The escape speed is a textbook idealization. Atmospheric drag, the gravitational pull of other bodies, and the rotation of the launch site can each change the actual energy budget by hundreds of m/s, so treat the calculator's number as a theoretical floor, not a flight-ready prediction.

Once you have the speed, the work, energy, and power calculator turns the kinetic energy per kilogram into the actual work your propulsion system has to deliver during the burn.

The calculator prints the Newtonian ideal value. Real-world factors below can change the actual number a launch vehicle has to overcome.

• • The Newtonian formula assumes a spherically symmetric gravitational field and no air.

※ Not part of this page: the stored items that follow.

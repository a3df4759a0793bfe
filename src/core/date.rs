use chrono::{DateTime, NaiveDate, NaiveDateTime};

use crate::error::{ChartError, ChartResult};

/// Parses a host date string.
///
/// Accepts RFC 3339 (offsets are normalized to UTC), ISO-8601 date-times with
/// or without seconds, and plain `YYYY-MM-DD` dates. `format`, when given, is
/// a strftime pattern tried before the built-in formats.
pub fn parse_date(input: &str, format: Option<&str>) -> ChartResult<NaiveDateTime> {
    let trimmed = input.trim();
    if let Some(format) = format {
        if let Ok(parsed) = NaiveDateTime::parse_from_str(trimmed, format) {
            return Ok(parsed);
        }
        if let Ok(parsed) = NaiveDate::parse_from_str(trimmed, format) {
            return Ok(parsed.and_time(chrono::NaiveTime::MIN));
        }
    }

    if let Ok(parsed) = DateTime::parse_from_rfc3339(trimmed) {
        return Ok(parsed.naive_utc());
    }
    for pattern in [
        "%Y-%m-%dT%H:%M:%S%.f",
        "%Y-%m-%d %H:%M:%S%.f",
        "%Y-%m-%dT%H:%M",
        "%Y-%m-%d %H:%M",
    ] {
        if let Ok(parsed) = NaiveDateTime::parse_from_str(trimmed, pattern) {
            return Ok(parsed);
        }
    }
    if let Ok(parsed) = NaiveDate::parse_from_str(trimmed, "%Y-%m-%d") {
        return Ok(parsed.and_time(chrono::NaiveTime::MIN));
    }

    Err(ChartError::InvalidData(format!(
        "`{input}` is not a recognized date"
    )))
}

#[must_use]
pub fn datetime_to_unix_seconds(time: NaiveDateTime) -> f64 {
    time.and_utc().timestamp_millis() as f64 / 1000.0
}

pub fn unix_seconds_to_datetime(seconds: f64) -> ChartResult<NaiveDateTime> {
    if !seconds.is_finite() {
        return Err(ChartError::InvalidData("timestamp must be finite".to_owned()));
    }
    DateTime::from_timestamp_millis((seconds * 1000.0).round() as i64)
        .map(|time| time.naive_utc())
        .ok_or_else(|| ChartError::InvalidData(format!("timestamp {seconds} is out of range")))
}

Inside Earth's atmosphere, the actual delta-v budget is 1.5 to 2.0 km/s larger than the escape velocity predicted here.
• • For very compact bodies such as neutron stars and black holes, the Newtonian escape velocity exceeds c, which signals the breakdown of Newtonian gravity rather than a real physical speed.

According to Britannica - Escape velocity, escape velocity is the second cosmic velocity and assumes a spherically symmetric gravitational field with no atmospheric drag

When the escape speed reaches the speed of light, Newtonian gravity stops working, and the black hole calculator describes the Schwarzschild radius where that happens for a chosen mass.